Aber warum? Die beiden Wissenschaftshistorikerinnen Lorraine Daston und Katherine Park erzählen in ihrer großen Studie „Wunder und die Ordnung der Natur“ eine Kulturgeschichte des Abnormen

von SEBASTIAN HANDKE

Die Scharfsichtigkeit der Delfine und die Anziehungskraft des Magneten, das Schweißtuch der Veronika und der Geschenkschrank Gustav Adolphs, die Zwillingsgeburt von Tettnang und das Monstrum von Ravenna – was haben all diese Dinge nur gemeinsam?

Überbordend ist die Fülle jener Phänomene, die Menschen seit jeher schaudern oder staunen ließ. Fast scheint es unmöglich, Struktur in das reiche Tableau des Abnormalen zu bringen. Die Wissenschaftshistorikerinnen Lorraine Daston und Katherine Park nahmen das Wagnis auf sich, und es ist ihnen prächtig gelungen; bald zwanzig Jahre Arbeit stecken in ihrem Buch „Wunder und die Ordnung der Natur“. In neun reich bebilderten Kapiteln wird eine Kulturgeschichte des Wunders und des Wunderns aufgefächert – nicht als simple Fortschrittsgeschichte, sondern in thematischer Gruppierung, die eher nebenbei auch eine chronologische Reihung ergibt.

So erzählt das erste Kapitel von den Wundern des Früh- und Hochmittelalters, das vierte von der Bedeutung des Staunens für Intellektuelle im Kontext der Verstädterung des 15. Jahrhunderts; Kapitel sieben beschreibt die Infragestellung des Gegensatzes von Natur und Kultur in den Wunderkammern des 17. Jahrhunderts, während am Schluss die Klage angestimmt wird über die Marginalisierung des Staunens in der neuzeitlichen Wissenschaft.

Loblieder des Fremden

Schon im Hochmittelalter mochte man sich nicht so recht entscheiden, ob das Exotische denn nun etwas zum Fürchten sei oder Anlass zur Bewunderung. Die Berichte des venezianischen Kaufmanns Marco Polo von seinen Asienreisen Ende des 13. Jahrhunderts waren typisch für eine neue Reiseliteratur, die sich in geradezu ekstatischen Schilderungen von Naturwundern erging. Die „Wunder des Ostens“, jene Neuigkeiten vom Ende der Welt, die Abenteurer und Handelsreisende in ihren Reiseberichten schilderten, waren durchaus positiv besetzt, gerade wegen ihrer geografischen Entfernung – sie waren weniger bedrohlich als jene unmittelbare Andersartigkeit, die von ortsansässigen Juden repräsentiert wurde. Das Lob des Fremden blühte, als der mongolische Frieden die Öffnung der Handlungsrouten möglich machte.
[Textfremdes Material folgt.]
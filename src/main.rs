//! prlens — heuristic pull request review service.
//!
//! Entry point and error handling boundary. Uses `anyhow` for
//! ergonomic error propagation and user-facing messages.

mod cli;

use std::net::SocketAddr;
use std::process;
use std::sync::Arc;

use anyhow::{Context, Result};
use clap::Parser;
use tracing_subscriber::EnvFilter;

use prlens::config::{Config, SummaryConfig};
use prlens::constants;
use prlens::env::Env;
use prlens::github::GitHubClient;
use prlens::models::ReviewRequest;
use prlens::providers::rig::RigSummarizer;
use prlens::providers::Summarizer;
use prlens::review::ReviewEngine;
use prlens::server::{self, AppState};

use cli::args::{Cli, Command};

#[tokio::main]
async fn main() {
    init_tracing();

    if let Err(err) = run().await {
        eprintln!("Error: {err:#}");
        process::exit(1);
    }
}

/// Install the global tracing subscriber. `RUST_LOG` overrides the
/// default filter.
fn init_tracing() {
    let filter = EnvFilter::try_from_default_env()
        .unwrap_or_else(|_| EnvFilter::new(format!("{}=info", constants::APP_NAME)));
    tracing_subscriber::fmt()
        .with_env_filter(filter)
        .with_writer(std::io::stderr)
        .init();
}

async fn run() -> Result<()> {
    let cli = Cli::parse();

    match cli.command {
        Command::Serve(args) => run_serve(args).await,
        Command::Review(args) => run_review(*args).await,
        Command::Version => run_version(),
    }
}

/// Print version information.
fn run_version() -> Result<()> {
    use colored::Colorize;

    println!(
        "{} {}",
        constants::APP_NAME.bold(),
        constants::VERSION.green().bold()
    );
    Ok(())
}

/// Load config and build the shared application state.
fn build_state(config: &Config) -> Result<Arc<AppState>> {
    let fetcher = GitHubClient::new(&config.github)
        .map_err(|e| anyhow::anyhow!("{e}"))
        .context("failed to build GitHub client")?;

    let summarizer = build_summarizer(&config.summary);
    let engine = ReviewEngine::new(&config.rules, summarizer);

    Ok(Arc::new(AppState {
        engine,
        fetcher: Arc::new(fetcher),
    }))
}

/// Build the optional LLM summarizer. A misconfigured summarizer is
/// downgraded to the templated fallback with a warning, never an error.
fn build_summarizer(config: &SummaryConfig) -> Option<Arc<dyn Summarizer>> {
    if !config.enabled {
        return None;
    }
    match RigSummarizer::new(config.clone()) {
        Ok(summarizer) => Some(Arc::new(summarizer)),
        Err(e) => {
            tracing::warn!("summarizer disabled: {e}");
            None
        }
    }
}

/// Run the HTTP server.
async fn run_serve(args: cli::args::ServeArgs) -> Result<()> {
    let config = Config::load(std::env::current_dir().ok().as_deref(), &Env::real())
        .context("failed to load configuration")?;

    let bind = args.bind.unwrap_or_else(|| config.server.bind.clone());
    let addr: SocketAddr = bind
        .parse()
        .with_context(|| format!("invalid bind address: {bind}"))?;

    let state = build_state(&config)?;
    server::serve(addr, state).await
}

/// Review one pull request from the command line.
async fn run_review(args: cli::args::ReviewArgs) -> Result<()> {
    let config = Config::load(std::env::current_dir().ok().as_deref(), &Env::real())
        .context("failed to load configuration")?;

    let state = build_state(&config)?;

    let request = ReviewRequest {
        repo_owner: args.owner,
        repo_name: args.repo,
        pr_number: args.pr,
        natural_language: Some(args.natural_language),
        query: args.query,
        inline: Some(args.inline),
    };

    let report = state
        .engine
        .review(state.fetcher.as_ref(), &request)
        .await
        .map_err(|e| anyhow::anyhow!("{e}"))
        .context("review failed")?;

    print!("{}", args.format.render(&report));
    Ok(())
}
Dadurch gewann aber auch die arabische und griechische Naturphilosophie an Einfluss. Zur Lehre des Augustinus, in der die Natur als Ausdruck göttlichen Willens – als das zweite Buch Gottes – angesehen wird, trat eine aristotelische Vorstellung hinzu, die Natur als eine in sich ruhende Ordnung beschrieb. Sie bildete die Grundlage für eine folgenschwere Unterscheidung: zwischen der bewundernswerten exotischen Spezies einerseits, die ein Teil der natürlichen Ordnung war (wenn auch ein sonderbarer); und unheilschwangeren, individuellen Abnormitäten andererseits, die als „wider die Natur“ klassifiziert wurden – contra naturam. Der alte Reflex gegenüber dem Andersartigen verschaffte sich so, quasi durch die Hintertür, wieder Zutritt zum Gedankengut des Hoch- und Spätmittelalters – nur viel beunruhigender.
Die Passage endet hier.